Oskar Deutsch, head of Vienna’s Jewish community, denied on Wednesday that the
community has
lost its court case to retrieve archive documents.
He said
that the dispute is slated to be litigated on November 1 in the Jerusalem
District Court.
According to Deutsch’s statement to the media, “The
Jewish Community in Vienna [IKG] filed a lawsuit with the Jerusalem District
Court demanding to receive back to its possession historical documents which it
has loaned to the Central Archives for the History of the Jewish
People.”
He continued that “In the lawsuit, the IKG claims that it is the
sole owner of the documents/ archive and that it has, and has always had, the
right to terminate the loan and to receive the documents back to Vienna, as it
is the owners’ right, and his right alone, to decide what happens with his
property.”
In the course of the preliminary proceedings in the case, it
has been suggested by the Central Archive that the standpoint of Israel’s State
Archive on this matter be heard.
“Israel’s state archivist issued a
decision on Monday rejecting a legal challenge from Austria’s Jewish community
to transfer the archives of Vienna’s Jews from Israel to the Austrian
capital.”
Dr.
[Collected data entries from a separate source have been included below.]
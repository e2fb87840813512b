//! Distributed mode implementation
//!
//! This module implements sorting across multiple worker nodes.
//!
//! # Architecture
//!
//! distsort uses a coordinator-node architecture:
//!
//! - **Coordinator**: Partitions the input, dispatches one partition per node, merges results
//! - **Node Service**: Runs on nodes, sorts each partition across local threads
//!
//! # Modules
//!
//! - `protocol`: Message definitions and framing
//! - `node_service`: Worker node service
//! - `coordinator`: Distributed coordinator

pub mod protocol;
pub mod node_service;
pub mod coordinator;

// Re-export key types
pub use protocol::{
    Message,
    SortRequest,
    SortResponse,
    read_message,
    read_message_with_limit,
    write_message,
    write_frame,
    serialize_message,
    serialize_message_with_limit,
    deserialize_message,
    MAX_FRAME_BYTES,
};

pub use node_service::{NodeService, ConnectionSummary, handle_connection};
pub use coordinator::DistributedCoordinator;
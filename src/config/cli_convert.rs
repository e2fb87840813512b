//! CLI to Config conversion utilities

use crate::config::{NodeAddress, DEFAULT_NODE_PORT};
use anyhow::{Context, Result};
use std::path::Path;

/// Parse a size string (e.g., "200000", "64k", "1M") to an element count
pub fn parse_size(s: &str) -> Result<u64> {
    let s = s.trim().to_lowercase();

    let (num_str, multiplier) = if s.ends_with("k") || s.ends_with("kb") {
        (s.trim_end_matches("kb").trim_end_matches("k"), 1024u64)
    } else if s.ends_with("m") || s.ends_with("mb") {
        (s.trim_end_matches("mb").trim_end_matches("m"), 1024 * 1024)
    } else if s.ends_with("g") || s.ends_with("gb") {
        (s.trim_end_matches("gb").trim_end_matches("g"), 1024 * 1024 * 1024)
    } else {
        (s.as_str(), 1)
    };

    let num: u64 = num_str.parse()
        .with_context(|| format!("Invalid size format: {}", s))?;

    num.checked_mul(multiplier)
        .with_context(|| format!("Size out of range: {}", s))
}

/// Parse a timeout string (e.g., "500ms", "5s", "2m") to milliseconds
///
/// A bare number is taken as seconds.
pub fn parse_duration_ms(s: &str) -> Result<u64> {
    let s = s.trim().to_lowercase();

    let (num_str, multiplier) = if s.ends_with("ms") {
        (s.trim_end_matches("ms"), 1u64)
    } else if s.ends_with("s") || s.ends_with("sec") {
        (s.trim_end_matches("sec").trim_end_matches("s"), 1000)
    } else if s.ends_with("m") || s.ends_with("min") {
        (s.trim_end_matches("min").trim_end_matches("m"), 60_000)
    } else {
        (s.as_str(), 1000)
    };

    let num: u64 = num_str.parse()
        .with_context(|| format!("Invalid duration format: {}", s))?;

    num.checked_mul(multiplier)
        .with_context(|| format!("Duration out of range: {}", s))
}

/// Resolve the node listening port, falling back to the default
///
/// Absent or unparseable values (including port 0) yield
/// [`DEFAULT_NODE_PORT`]. Returns the port and whether the fallback was used
/// for a value that was actually supplied.
pub fn resolve_listen_port(raw: Option<&str>) -> (u16, bool) {
    match raw {
        None => (DEFAULT_NODE_PORT, false),
        Some(s) => match s.trim().parse::<u16>() {
            Ok(port) if port != 0 => (port, false),
            _ => (DEFAULT_NODE_PORT, true),
        },
    }
}

/// Parse a comma-separated node list (e.g., "10.0.1.10:12345,10.0.1.11")
pub fn parse_host_list(list: &str, default_port: u16) -> Result<Vec<NodeAddress>> {
    list.split(',')
        .filter(|s| !s.trim().is_empty())
        .map(|s| NodeAddress::parse_with_default(s, default_port))
        .collect()
}

/// Read node addresses from a file (one per line, `#` comments allowed)
pub fn read_clients_file(path: &Path, default_port: u16) -> Result<Vec<NodeAddress>> {
    let content = std::fs::read_to_string(path)
        .with_context(|| format!("Failed to read clients file: {}", path.display()))?;

    content.lines()
        .map(str::trim)
        .filter(|line| !line.is_empty() && !line.starts_with('#'))
        .map(|line| NodeAddress::parse_with_default(line, default_port))
        .collect()
}
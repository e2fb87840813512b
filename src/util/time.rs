//! Timing utilities for the baseline/distributed comparison

use std::time::{Duration, Instant};

/// Run `f` and return its result together with the wall time it took
pub fn timed<T>(f: impl FnOnce() -> T) -> (T, Duration) {
    let start = Instant::now();
    let out = f();
    (out, start.elapsed())
}

/// Format a duration in human-readable form
///
/// # Examples
///
/// ```
/// use std::time::Duration;
/// use distsort::util::time::format_duration;
///
/// assert_eq!(format_duration(Duration::from_nanos(500)), "500ns");
/// assert_eq!(format_duration(Duration::from_micros(2500)), "2.50ms");
/// assert_eq!(format_duration(Duration::from_secs(5)), "5.00s");
/// ```
pub fn format_duration(duration: Duration) -> String {
    let nanos = duration.as_nanos();

    if nanos < 1_000 {
        format!("{}ns", nanos)
    } else if nanos < 1_000_000 {
        format!("{:.2}us", nanos as f64 / 1_000.0)
    } else if nanos < 1_000_000_000 {
        format!("{:.2}ms", nanos as f64 / 1_000_000.0)
    } else {
        format!("{:.2}s", nanos as f64 / 1_000_000_000.0)
    }
}

/// Ratio of `baseline` to `candidate` wall time (>1.0 means candidate was faster)
pub fn speedup(baseline: Duration, candidate: Duration) -> f64 {
    let candidate = candidate.as_secs_f64();
    if candidate > 0.0 {
        baseline.as_secs_f64() / candidate
    } else {
        0.0
    }
}

/// Format an element count with thousands separators
///
/// # Examples
///
/// ```
/// use distsort::util::time::format_count;
///
/// assert_eq!(format_count(200000), "200,000");
/// ```
pub fn format_count(n: usize) -> String {
    let digits = n.to_string();
    let mut out = String::with_capacity(digits.len() + digits.len() / 3);
    for (i, c) in digits.chars().enumerate() {
        if i > 0 && (digits.len() - i) % 3 == 0 {
            out.push(',');
        }
        out.push(c);
    }
    out
}

#[cfg(test)]
mod tests {
    use super::*;
    use std::thread;

    #[test]
    fn test_timed() {
        let (value, elapsed) = timed(|| {
            thread::sleep(Duration::from_millis(10));
            42
        });
        assert_eq!(value, 42);
        assert!(elapsed >= Duration::from_millis(10));
    }

    #[test]
    fn test_format_duration() {
        assert_eq!(format_duration(Duration::from_nanos(500)), "500ns");
        assert_eq!(format_duration(Duration::from_nanos(1500)), "1.50us");
        assert_eq!(format_duration(Duration::from_micros(1500)), "1.50ms");
        assert_eq!(format_duration(Duration::from_millis(1500)), "1.50s");
    }

    #[test]
    fn test_speedup() {
        assert_eq!(speedup(Duration::from_secs(4), Duration::from_secs(2)), 2.0);
        assert_eq!(speedup(Duration::from_secs(4), Duration::ZERO), 0.0);
    }

    #[test]
    fn test_format_count() {
        assert_eq!(format_count(0), "0");
        assert_eq!(format_count(999), "999");
        assert_eq!(format_count(1000), "1,000");
        assert_eq!(format_count(1234567), "1,234,567");
    }
}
Ariel Muzicant, the former head of the 7,500-member Vienna
Jewish community, filed a lawsuit last year in the Jerusalem District Court
against the Central Archives for the History of the Jewish People in Jerusalem,
demanding that collection of Vienna Jewish documents between the 17th and 20th
centuries to be returned to the community’s headquarters.
The Jerusalem
Post reported on Tuesday that the court deferred to the state archive for a
legal opinion on the dispute.
The English-language blog of the Israel
State Archives wrote on Monday that, “the main findings of the decision [state
archivist] are that the collection was originally transferred as a permanent
loan.”
Deutsch, from Vienna’s community, shot back that “Unsurprisingly,
and due to its interest in keeping the documents in Israel, the archive has
issued an opinion which ignores the substantiated evidence provided by the IKG
and wishes to grant the Central Archive the authority to keep documents which it
does not legally possess.
He added that, “Luckily, this matter will not,
and was never intended to, be resolved by the non-binding standpoint of the
State Archive, which is an interested party in this matter, but rather by the
district court.
The IKG believes that the State Archive’s position serves
to demonstrate how various organs of the State of Israel are working together to
illegally expropriate the documents from the IKG, and, in accordance with the
instructions of the court, will revert to the court with its response to the
State Archive’s standpoint.”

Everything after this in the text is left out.